For a first day, I guess it’s not so bad. I got to see my friends I haven’t seen all summer and I get an extension on my environmental science project since only 3 people were prepared and handed theirs in. But I’m already super done with today and its only fourth period. I’m sitting at my desk, boring math. I hate math. I’m so tired. At least I’m by the window. I wish I could jump out the window and talk to the birds sitting on the limb of that maple tree in the yard. Or the caterpillar on the leaf of that maple tree. Hmm, I can’t even lift my pencil anymore. It drops to the floor and my hand catches my head before it hits the desk where my elbows propped up perfectly, looking as if I might be awake but my eyes are closed. At least I think they are. I hear a soft, squeaking voice. Where is that coming from? It feels like it’s right next to my ear, faint, but close enough to reach out and touch.

“Opal,” the squeaky voice says. “Opal, wake up.”

I am startled by the bell, but it didn’t seem like I was asleep that long. My classmates are getting up.
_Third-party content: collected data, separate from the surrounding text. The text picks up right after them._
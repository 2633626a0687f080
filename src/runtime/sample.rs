//! Core data types for signal processing
//!
//! All timestamps in this crate are sample numbers: the index of the sample
//! in the capture, counted at the capture's sample rate.

use std::fmt;

/// Sample representing a single line's level from a specific sample number
///
/// This is a run-length encoded representation that is sent only when the
/// line changes. The value remains constant until the next Sample arrives.
#[derive(Clone, Copy, Debug, PartialEq, Eq)]
pub struct Sample {
    /// Line level from this sample number on
    pub value: bool,
    /// Sample number at which this level started
    pub start_time: u64,
}

impl Sample {
    /// Create a new sample
    pub fn new(value: bool, start_time: u64) -> Self {
        Self { value, start_time }
    }
}

impl fmt::Display for Sample {
    fn fmt(&self, f: &mut fmt::Formatter) -> fmt::Result {
        write!(f, "Sample[v={}, t={}]", self.value, self.start_time)
    }
}

/// Levels of several lines captured at the same sample number
///
/// Line `n` is bit `n` of `pins` (LSB-first, as DSLogic packs its blocks).
/// Like [`Sample`], a pin-vector holds until the next one arrives.
#[derive(Clone, Copy, Debug, PartialEq, Eq)]
pub struct LogicSample {
    /// Packed line levels
    pub pins: u16,
    /// Sample number at which these levels started
    pub start_time: u64,
}

impl LogicSample {
    /// Create a new pin-vector sample
    pub fn new(pins: u16, start_time: u64) -> Self {
        Self { pins, start_time }
    }

    /// Build a pin-vector from individual line levels, line 0 first
    pub fn from_lines(lines: &[bool], start_time: u64) -> Self {
        let pins = lines
            .iter()
            .enumerate()
            .fold(0u16, |acc, (i, &level)| acc | (u16::from(level) << i));
        Self { pins, start_time }
    }

    /// Level of a single line
    #[inline]
    pub fn pin(&self, line: usize) -> bool {
        (self.pins >> line) & 1 == 1
    }
}

impl fmt::Display for LogicSample {
    fn fmt(&self, f: &mut fmt::Formatter) -> fmt::Result {
        write!(f, "LogicSample[pins={:#06b}, t={}]", self.pins, self.start_time)
    }
}

#[cfg(test)]
mod tests {
    use super::*;

    #[test]
    fn test_from_lines_packs_lsb_first() {
        let s = LogicSample::from_lines(&[true, false, true, true], 7);
        assert_eq!(s.pins, 0b1101);
        assert!(s.pin(0));
        assert!(!s.pin(1));
        assert!(s.pin(3));
        assert_eq!(s.start_time, 7);
    }
}
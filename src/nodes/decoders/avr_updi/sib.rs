//! System information block returned by READSIB

use crate::DecodeError;
use std::fmt;

/// Bytes returned by READSIB
pub const SIB_LEN: usize = 16;

/// ASCII subfields of the 16-byte SIB
#[derive(Debug, Clone, PartialEq, Eq)]
pub struct SystemInfo {
    /// Device family, e.g. `tinyAVR`
    pub family: String,
    pub nvm_version: String,
    pub ocd_version: String,
    pub debug_osc: String,
}

fn ascii(bytes: &[u8], field: &'static str) -> Result<String, DecodeError> {
    if !bytes.is_ascii() {
        return Err(DecodeError::NonAscii { field });
    }
    Ok(bytes.iter().map(|&b| char::from(b)).collect())
}

impl SystemInfo {
    pub fn parse(sib: &[u8; SIB_LEN]) -> Result<Self, DecodeError> {
        Ok(Self {
            family: ascii(&sib[0..7], "SIB family")?.trim().to_string(),
            nvm_version: ascii(&sib[8..11], "SIB NVM version")?,
            ocd_version: ascii(&sib[11..14], "SIB OCD version")?,
            debug_osc: ascii(&sib[15..16], "SIB debug oscillator")?,
        })
    }
}

impl fmt::Display for SystemInfo {
    fn fmt(&self, f: &mut fmt::Formatter) -> fmt::Result {
        write!(
            f,
            "family=\"{}\" nvmver={} ocdver={} dbgosc={}",
            self.family, self.nvm_version, self.ocd_version, self.debug_osc
        )
    }
}

#[cfg(test)]
mod tests {
    use super::*;

    #[test]
    fn test_parse_tiny_sib() {
        let info = SystemInfo::parse(b"tinyAVR P:0D:0-3").unwrap();
        assert_eq!(info.family, "tinyAVR");
        assert_eq!(info.nvm_version, "P:0");
        assert_eq!(info.ocd_version, "D:0");
        assert_eq!(info.debug_osc, "3");
        assert_eq!(
            info.to_string(),
            "family=\"tinyAVR\" nvmver=P:0 ocdver=D:0 dbgosc=3"
        );
    }

    #[test]
    fn test_family_is_trimmed() {
        let info = SystemInfo::parse(b"AVR     P:2D:1-8").unwrap();
        assert_eq!(info.family, "AVR");
        assert_eq!(info.nvm_version, "P:2");
    }

    #[test]
    fn test_non_ascii_is_an_error() {
        let mut sib = *b"tinyAVR P:0D:0-3";
        sib[9] = 0xC3;
        assert_eq!(
            SystemInfo::parse(&sib),
            Err(DecodeError::NonAscii { field: "SIB NVM version" })
        );
    }
}
//! Replay source
//!
//! Feeds a recorded stream (line samples, SPI packets, annotations) into a
//! pipeline, one item per `work()` call, then ends the stream.

use crate::runtime::node::{InputPort, OutputPort, ProcessNode, WorkError, WorkResult};
use crate::runtime::ports::{PortDirection, PortSchema};
use std::collections::VecDeque;
use tracing::debug;

/// Source node with no inputs and a single output port named `out`
pub struct ReplaySource<T> {
    name: String,
    items: VecDeque<T>,
    sent: usize,
}

impl<T> ReplaySource<T> {
    pub fn new(items: Vec<T>) -> Self {
        Self {
            name: "replay".to_string(),
            items: items.into(),
            sent: 0,
        }
    }

    /// With custom name
    pub fn with_name(mut self, name: impl Into<String>) -> Self {
        self.name = name.into();
        self
    }

    /// Items not yet sent
    pub fn remaining(&self) -> usize {
        self.items.len()
    }
}

impl<T: Clone + Send + 'static> ProcessNode for ReplaySource<T> {
    fn name(&self) -> &str {
        &self.name
    }

    fn num_inputs(&self) -> usize {
        0
    }

    fn num_outputs(&self) -> usize {
        1
    }

    fn output_schema(&self) -> Vec<PortSchema> {
        vec![PortSchema::new::<T>("out", 0, PortDirection::Output)]
    }

    fn work(&mut self, _inputs: &[InputPort], outputs: &[OutputPort]) -> WorkResult<usize> {
        let output = outputs
            .first()
            .and_then(|p| p.get::<T>())
            .ok_or_else(|| WorkError::NodeError("Missing replay output".into()))?;

        let Some(item) = self.items.pop_front() else {
            debug!("[{}] Replayed {} items", self.name, self.sent);
            return Err(WorkError::Shutdown);
        };
        output.send(item)?;
        self.sent += 1;
        Ok(1)
    }
}
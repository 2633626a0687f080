//! Node trait for streaming processing
//!
//! Defines the ProcessNode trait that all streaming nodes implement.
//! Nodes actively process data when work() is called by the scheduler.

pub use super::errors::{WorkError, WorkResult};
pub use super::ports::{InputPort, OutputPort, PortSchema};

/// A processing node that transforms data
/// - Sources have 0 inputs and N outputs
/// - Sinks have N inputs and 0 outputs
/// - Processors (decoders) have N inputs and M outputs
pub trait ProcessNode: Send {
    /// Get a debug name for this node
    fn name(&self) -> &str;

    /// Number of input ports this node requires
    fn num_inputs(&self) -> usize;

    /// Number of output ports this node provides
    fn num_outputs(&self) -> usize;

    /// Get schema for all input ports (name + type + index)
    fn input_schema(&self) -> Vec<PortSchema> {
        Vec::new()
    }

    /// Get schema for all output ports (name + type + index)
    fn output_schema(&self) -> Vec<PortSchema> {
        Vec::new()
    }

    /// Do work: read from inputs, process, write to outputs.
    ///
    /// Returns Ok(n) where n is the number of items produced. The scheduler
    /// keeps calling until the node returns an error; `WorkError::Shutdown`
    /// is the normal way to finish.
    fn work(&mut self, inputs: &[InputPort], outputs: &[OutputPort]) -> WorkResult<usize>;
}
“Nice one, loser!” I hear, as a girl named Dany, says to me as she walks by my desk. Kicking the pencil, I dropped.

“Hi Opal!” My teacher says picking up my pencil as it rolls in her direction.

“Hi Ms. Simpson!” I say back. She hands it to me.

“How is your first day going?” she asks.

“It’s ok.” I shrug my shoulders. “Just tired I guess.”

“It will get better.” She says. Walking me out the door.

“Hi Opie!” Jon smiles. He’s so cute.

“Hi Jon.” Mrs. Simpson looks at Jon then me then back at Jon. We must be staring at each other, yep we are I can feel my face getting red. I can’t help it he’s so cute.

“Get to class you too.” She smiles and walks down the hall. We continue to stare at each other.

“Am I interrupting something?” That sounds like Violet.

“HELLO!” Violet says louder and Jon and I break from our stare to look at her.

“Really? Really! That’s it? Nice!” Violet says as she walks away.

Laughing and wishing time would hold still a little longer I ask Jon how he knows Mrs. Simpson.

“She’s my neighbor.” Jon smiles and lifts his hand to gesture me in front of him. We have our next class together.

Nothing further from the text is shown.